#[cfg(test)]
mod tests {
    use super::*;
    use crate::params::{ParamId, ParamStore};

    const SR: f64 = 44100.0;
    const BLOCK: usize = 512;

    fn synth() -> SynthProcessor {
        SynthProcessor::new(EngineConfig::default()).unwrap()
    }

    /// Render one stereo block and return the peak absolute sample.
    fn render_peak(synth: &mut SynthProcessor, n: usize) -> f32 {
        let mut left = vec![0.0f32; n];
        let mut right = vec![0.0f32; n];
        {
            let mut out: [&mut [f32]; 2] = [&mut left, &mut right];
            synth.render(&[], &mut out, n);
        }
        left.iter().chain(right.iter()).fold(0.0f32, |m, s| m.max(s.abs()))
    }

    #[test]
    fn note_on_produces_sound_and_metering() {
        let mut s = synth();
        let reader = s.meter_reader();
        s.note_on(60, 1.0);

        let first = render_peak(&mut s, BLOCK);
        assert!(first > 0.0, "first block should already be ramping up");
        assert!(reader.rms() > 0.0);

        // Default attack is 0.1 s.
        let attack_blocks = (0.1 * SR) as usize / BLOCK + 1;
        for _ in 0..attack_blocks {
            render_peak(&mut s, BLOCK);
        }
        let peak = render_peak(&mut s, BLOCK);
        assert!(peak > 0.5, "full-level sine should be loud, got {peak}");
        assert!(reader.rms() > 0.1);
        assert!((reader.peak() - peak).abs() < 1e-6);
    }

    #[test]
    fn long_release_rings_then_goes_idle() {
        let mut s = synth();
        s.params().set(ParamId::Release, 3.0);
        s.note_on(60, 1.0);

        // Through attack and decay into sustain.
        let hold_blocks = (0.3 * SR) as usize / BLOCK;
        for _ in 0..hold_blocks {
            render_peak(&mut s, BLOCK);
        }
        s.note_off(60);

        let ringing_blocks = (2.9 * SR) as usize / BLOCK;
        for i in 0..ringing_blocks {
            let peak = render_peak(&mut s, BLOCK);
            assert!(peak > 0.0, "release went silent early at block {i}");
        }
        assert_eq!(s.active_voices(), 1);

        let tail_blocks = (0.2 * SR) as usize / BLOCK;
        for _ in 0..tail_blocks {
            render_peak(&mut s, BLOCK);
        }
        assert_eq!(s.active_voices(), 0, "voice should be idle after the release");
        assert_eq!(render_peak(&mut s, BLOCK), 0.0);
    }

    #[test]
    fn sixth_note_steals_the_oldest_voice() {
        let mut s = synth();
        for note in 60..66 {
            s.note_on(note, 1.0);
        }
        assert_eq!(s.active_voices(), 5);
        let notes: Vec<u8> = s.voice_pool().voices().iter().map(|v| v.note()).collect();
        assert_eq!(notes, vec![65, 61, 62, 63, 64]);
    }

    #[test]
    fn velocity_zero_is_note_off() {
        let mut s = synth();
        s.note_on(60, 1.0);
        render_peak(&mut s, BLOCK);
        s.note_on(60, 0.0);
        assert!(s.voice_pool().voices()[0].is_releasing());
    }

    #[test]
    fn output_is_finite_under_random_automation() {
        let mut s = synth();
        let params = s.params();
        let mut seed: u64 = 0x2545_f491_4f6c_dd1d;
        let mut next = move || {
            seed = seed.wrapping_mul(6364136223846793005).wrapping_add(1442695040888963407);
            (seed >> 33) as u32
        };

        for _ in 0..400 {
            for _ in 0..4 {
                let id = ParamId::ALL[next() as usize % ParamId::ALL.len()];
                let pos = (next() % 1001) as f32 / 1000.0;
                params.set_normalized(id, pos);
            }
            match next() % 4 {
                0 => s.note_on((next() % 128) as u8, (next() % 128) as f32 / 127.0),
                1 => s.note_off((next() % 128) as u8),
                2 if next() % 20 == 0 => s.all_notes_off(next() % 2 == 0),
                _ => {}
            }

            let n = 1 + next() as usize % BLOCK;
            let mut left = vec![0.0f32; n];
            let mut right = vec![0.0f32; n];
            {
                let mut out: [&mut [f32]; 2] = [&mut left, &mut right];
                s.render(&[], &mut out, n);
            }
            assert!(left.iter().chain(right.iter()).all(|x| x.is_finite()), "non-finite output");
            assert!(s.active_voices() <= 5);
        }
    }

    #[test]
    fn extreme_settings_stay_finite() {
        let params = Arc::new(ParamStore::new());
        for id in [
            ParamId::Osc1FmDepth,
            ParamId::Osc1FmFreq,
            ParamId::Osc2FmDepth,
            ParamId::Osc2FmFreq,
            ParamId::Lfo1Depth,
            ParamId::Lfo1Freq,
            ParamId::FilterAdsrDepth,
            ParamId::FilterResonance,
            ParamId::ReverbSize,
            ParamId::ReverbWet,
            ParamId::ReverbFreeze,
        ] {
            params.set(id, f32::MAX);
        }
        params.set(ParamId::FilterType, 2.0);

        let mut s = SynthProcessor::with_params(EngineConfig::default(), params).unwrap();
        for note in [0u8, 60, 127] {
            s.note_on(note, 1.0);
        }
        for _ in 0..200 {
            let mut left = vec![0.0f32; BLOCK];
            let mut right = vec![0.0f32; BLOCK];
            {
                let mut out: [&mut [f32]; 2] = [&mut left, &mut right];
                s.render(&[], &mut out, BLOCK);
            }
            assert!(left.iter().chain(right.iter()).all(|x| x.is_finite()));
        }
    }

    #[test]
    fn timed_events_start_at_their_offset() {
        let mut s = synth();
        let mut left = vec![0.0f32; BLOCK];
        let mut right = vec![0.0f32; BLOCK];
        {
            let mut out: [&mut [f32]; 2] = [&mut left, &mut right];
            s.process_block(&[], &mut out, BLOCK, &[NoteEvent::note_on(300, 69, 1.0)]);
        }
        assert!(left[..300].iter().all(|&x| x == 0.0), "nothing before the event");
        assert!(left[300..].iter().any(|&x| x != 0.0), "note sounds after the event");
        assert_eq!(s.active_voices(), 1);
    }

    #[test]
    fn note_off_event_inside_block_releases() {
        let mut s = synth();
        s.note_on(69, 1.0);
        let mut left = vec![0.0f32; BLOCK];
        {
            let mut out: [&mut [f32]; 1] = [&mut left];
            s.process_block(&[], &mut out, BLOCK, &[NoteEvent::note_off(128, 69)]);
        }
        assert!(s.voice_pool().voices()[0].is_releasing());
    }

    #[test]
    fn blocks_longer_than_max_are_rendered_in_chunks() {
        let mut s = synth();
        s.note_on(69, 1.0);
        let n = BLOCK * 3 + 17;
        let mut left = vec![0.0f32; n];
        {
            let mut out: [&mut [f32]; 1] = [&mut left];
            s.render(&[], &mut out, n);
        }
        assert!(left[n - 100..].iter().any(|&x| x != 0.0));
    }

    #[test]
    fn input_passes_through_and_extra_channels_are_cleared() {
        let config = EngineConfig { input_channels: 1, ..EngineConfig::default() };
        let mut s = SynthProcessor::new(config).unwrap();

        let input = vec![0.25f32; 64];
        let mut left = vec![9.0f32; 64];
        let mut right = vec![9.0f32; 64];
        {
            let mut out: [&mut [f32]; 2] = [&mut left, &mut right];
            s.render(&[input.as_slice()], &mut out, 64);
        }
        assert!(left.iter().all(|&x| (x - 0.25).abs() < 1e-6));
        assert!(right.iter().all(|&x| x == 0.0));
    }

    #[test]
    fn rejects_unsupported_layouts() {
        let bad = |c: EngineConfig| SynthProcessor::new(c).err();
        assert_eq!(
            bad(EngineConfig { output_channels: 6, ..EngineConfig::default() }),
            Some(LayoutError::UnsupportedOutput(6))
        );
        assert_eq!(
            bad(EngineConfig { output_channels: 1, input_channels: 2, ..EngineConfig::default() }),
            Some(LayoutError::TooManyInputs { inputs: 2, outputs: 1 })
        );
        assert_eq!(
            bad(EngineConfig { max_block_size: 0, ..EngineConfig::default() }),
            Some(LayoutError::ZeroBlockSize)
        );
        assert!(matches!(
            bad(EngineConfig { sample_rate: 0.0, ..EngineConfig::default() }),
            Some(LayoutError::InvalidSampleRate(_))
        ));
    }

    #[test]
    fn prepare_silences_and_accepts_new_rate() {
        let mut s = synth();
        s.note_on(60, 1.0);
        render_peak(&mut s, BLOCK);
        s.prepare(48000.0, 256).unwrap();
        assert_eq!(s.active_voices(), 0);
        assert_eq!(s.config().sample_rate, 48000.0);
        assert!(s.prepare(f64::NAN, 256).is_err());
    }

    #[test]
    fn prepare_at_same_rate_clears_reverb_tail() {
        let mut s = synth();
        s.params().set(ParamId::ReverbWet, 1.0);
        s.params().set(ParamId::ReverbSize, 1.0);
        s.note_on(60, 1.0);
        for _ in 0..20 {
            render_peak(&mut s, BLOCK);
        }
        s.prepare(SR, BLOCK).unwrap();
        assert_eq!(render_peak(&mut s, BLOCK), 0.0, "tail should be gone after prepare");
    }

    #[test]
    fn parameter_edits_apply_at_next_block() {
        let mut s = synth();
        s.params().set(ParamId::ReverbDry, 0.0);
        s.note_on(69, 1.0);
        // Dry muted and wet at 0: nothing reaches the output.
        assert_eq!(render_peak(&mut s, BLOCK), 0.0);
        s.params().set(ParamId::ReverbDry, 1.0);
        assert!(render_peak(&mut s, BLOCK) > 0.0);
    }
}
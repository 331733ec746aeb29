//! Low-frequency sine oscillator used as a filter modulation source.

use std::f64::consts::TAU;

#[derive(Debug, Clone)]
pub struct Lfo {
    /// Rate in Hz.
    frequency: f64,
    /// Output scale (cutoff offset in Hz at full swing).
    depth: f64,
    phase: f64,
    sample_rate: f64,
}

impl Lfo {
    pub fn new(sample_rate: f64) -> Self {
        Lfo {
            frequency: 0.0,
            depth: 0.0,
            phase: 0.0,
            sample_rate,
        }
    }

    pub fn set_sample_rate(&mut self, sample_rate: f64) {
        self.sample_rate = sample_rate;
    }

    pub fn set_params(&mut self, frequency: f64, depth: f64) {
        self.frequency = frequency.max(0.0);
        self.depth = depth.max(0.0);
    }

    /// Next modulation value in [-depth, depth].
    pub fn render_sample(&mut self) -> f64 {
        let value = (TAU * self.phase).sin() * self.depth;
        self.phase = (self.phase + self.frequency / self.sample_rate).rem_euclid(1.0);
        value
    }
}
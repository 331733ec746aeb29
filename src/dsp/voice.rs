//! A single synth voice: two oscillators, amplitude and filter envelopes,
//! an LFO and a modulated filter.

use super::envelope::{Envelope, Stage};
use super::filter::{FilterType, ModulatedFilter};
use super::lfo::Lfo;
use super::oscillator::{Oscillator, Waveform};

/// Per-block settings for one oscillator.
#[derive(Debug, Clone, Copy, PartialEq)]
pub struct OscParams {
    pub waveform: Waveform,
    pub gain_db: f64,
    pub pitch: f64,
    pub fm_frequency: f64,
    pub fm_depth: f64,
}

/// Attack/decay/release in seconds, sustain as a level.
#[derive(Debug, Clone, Copy, PartialEq)]
pub struct AdsrParams {
    pub attack: f64,
    pub decay: f64,
    pub sustain: f64,
    pub release: f64,
}

/// Per-block filter and LFO settings.
#[derive(Debug, Clone, Copy, PartialEq)]
pub struct ModParams {
    pub filter_type: FilterType,
    pub cutoff: f64,
    pub resonance: f64,
    /// Cutoff offset in Hz at full filter-envelope level.
    pub env_depth: f64,
    pub lfo_frequency: f64,
    pub lfo_depth: f64,
}

/// Everything a voice reads from the parameter snapshot.
#[derive(Debug, Clone, Copy, PartialEq)]
pub struct VoiceParams {
    pub osc1: OscParams,
    pub osc2: OscParams,
    pub amp: AdsrParams,
    pub filter_env: AdsrParams,
    pub modulation: ModParams,
}

impl Default for VoiceParams {
    fn default() -> Self {
        let osc = OscParams {
            waveform: Waveform::Sine,
            gain_db: 0.1,
            pitch: 0.0,
            fm_frequency: 0.0,
            fm_depth: 0.0,
        };
        VoiceParams {
            osc1: osc,
            osc2: osc,
            amp: AdsrParams { attack: 0.1, decay: 0.1, sustain: 1.0, release: 0.4 },
            filter_env: AdsrParams { attack: 0.01, decay: 0.1, sustain: 1.0, release: 0.1 },
            modulation: ModParams {
                filter_type: FilterType::LowPass,
                cutoff: 20_000.0,
                resonance: 0.1,
                env_depth: 10_000.0,
                lfo_frequency: 0.0,
                lfo_depth: 0.0,
            },
        }
    }
}

/// A single monophonic note renderer.
#[derive(Debug, Clone)]
pub struct Voice {
    osc1: Oscillator,
    osc2: Oscillator,
    amp_envelope: Envelope,
    filter_envelope: Envelope,
    filter: ModulatedFilter,
    lfo: Lfo,
    env_depth: f64,

    active: bool,
    note: u8,
    /// Velocity gain [0, 1].
    velocity: f64,
    frequency: f64,
    /// Allocation stamp, used to find the oldest voice when stealing.
    started_at: u64,
}

impl Voice {
    pub fn new(sample_rate: f64) -> Self {
        let mut voice = Voice {
            osc1: Oscillator::new(sample_rate),
            osc2: Oscillator::new(sample_rate),
            amp_envelope: Envelope::new(sample_rate),
            filter_envelope: Envelope::new(sample_rate),
            filter: ModulatedFilter::new(sample_rate),
            lfo: Lfo::new(sample_rate),
            env_depth: 0.0,
            active: false,
            note: 0,
            velocity: 0.0,
            frequency: 0.0,
            started_at: 0,
        };
        voice.apply_params(&VoiceParams::default());
        voice
    }

    pub fn set_sample_rate(&mut self, sample_rate: f64) {
        self.osc1.set_sample_rate(sample_rate);
        self.osc2.set_sample_rate(sample_rate);
        self.amp_envelope.set_sample_rate(sample_rate);
        self.filter_envelope.set_sample_rate(sample_rate);
        self.filter.set_sample_rate(sample_rate);
        self.lfo.set_sample_rate(sample_rate);
    }

    /// Refresh oscillators, envelopes and modulation from a snapshot.
    /// Never retriggers anything.
    pub fn apply_params(&mut self, params: &VoiceParams) {
        let set_osc = |osc: &mut Oscillator, p: &OscParams| {
            osc.set_params(p.waveform, p.gain_db, p.pitch, p.fm_frequency, p.fm_depth);
        };
        set_osc(&mut self.osc1, &params.osc1);
        set_osc(&mut self.osc2, &params.osc2);

        let a = params.amp;
        self.amp_envelope.update(a.attack, a.decay, a.sustain, a.release);
        let f = params.filter_env;
        self.filter_envelope.update(f.attack, f.decay, f.sustain, f.release);

        let m = params.modulation;
        self.update_mod_params(
            m.filter_type,
            m.cutoff,
            m.resonance,
            m.env_depth,
            m.lfo_frequency,
            m.lfo_depth,
        );
    }

    pub fn update_mod_params(
        &mut self,
        filter_type: FilterType,
        cutoff: f64,
        resonance: f64,
        env_depth: f64,
        lfo_frequency: f64,
        lfo_depth: f64,
    ) {
        self.filter.set_base(filter_type, cutoff, resonance);
        self.env_depth = env_depth;
        self.lfo.set_params(lfo_frequency, lfo_depth);
    }

    /// Start playing a note.
    pub fn start_note(&mut self, note: u8, velocity: f64, params: &VoiceParams, stamp: u64) {
        self.apply_params(params);
        if self.amp_envelope.is_idle() {
            self.filter.reset();
        }
        self.note = note;
        self.velocity = velocity.clamp(0.0, 1.0);
        self.frequency = midi_to_frequency(note, 440.0);
        self.started_at = stamp;
        self.osc1.reset();
        self.osc2.reset();
        self.amp_envelope.trigger();
        self.filter_envelope.trigger();
        self.active = true;
    }

    /// Release the note, or cut it dead when `allow_tail_off` is false.
    pub fn stop_note(&mut self, allow_tail_off: bool) {
        if allow_tail_off {
            self.amp_envelope.release();
            self.filter_envelope.release();
            if self.amp_envelope.is_idle() {
                self.active = false;
            }
        } else {
            self.amp_envelope.reset();
            self.filter_envelope.reset();
            self.filter.reset();
            self.active = false;
        }
    }

    /// Add this voice's output into `output`.
    pub fn render_next_block(&mut self, output: &mut [f64]) {
        if !self.active {
            return;
        }

        for out in output.iter_mut() {
            let osc = self.osc1.render_sample(self.frequency) + self.osc2.render_sample(self.frequency);
            let amp = self.amp_envelope.advance();
            let filter_env = self.filter_envelope.advance();
            let lfo = self.lfo.render_sample();

            self.filter.set_modulation(self.env_depth * filter_env, lfo);
            *out += self.filter.process(osc * amp) * self.velocity;

            if self.amp_envelope.is_idle() {
                break;
            }
        }

        if self.amp_envelope.is_idle() {
            self.stop_note(false);
        }
    }

    pub fn is_active(&self) -> bool {
        self.active
    }

    /// Active and not yet released.
    pub fn is_key_down(&self) -> bool {
        self.active && !matches!(self.amp_envelope.stage(), Stage::Release | Stage::Idle)
    }

    pub fn is_releasing(&self) -> bool {
        self.active && self.amp_envelope.stage() == Stage::Release
    }

    pub fn note(&self) -> u8 {
        self.note
    }

    pub fn amp_level(&self) -> f64 {
        self.amp_envelope.level()
    }

    pub fn started_at(&self) -> u64 {
        self.started_at
    }

    pub fn effective_cutoff(&self) -> f64 {
        self.filter.effective_cutoff()
    }
}

/// Convert a MIDI note number to frequency using the given tuning pitch.
///
/// `tuning_pitch` is the frequency of A4 (MIDI 69).
pub fn midi_to_frequency(note: u8, tuning_pitch: f64) -> f64 {
    tuning_pitch * 2.0_f64.powf((note as f64 - 69.0) / 12.0)
}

○ ○ ○ ○ ○

Instructions for the task -> Find every line above that contains the word "after", and return each one.

Answer to the problem ->
        assert_eq!(s.active_voices(), 0, "voice should be idle after the release");
        assert!(left[300..].iter().any(|&x| x != 0.0), "note sounds after the event");
        assert_eq!(render_peak(&mut s, BLOCK), 0.0, "tail should be gone after prepare");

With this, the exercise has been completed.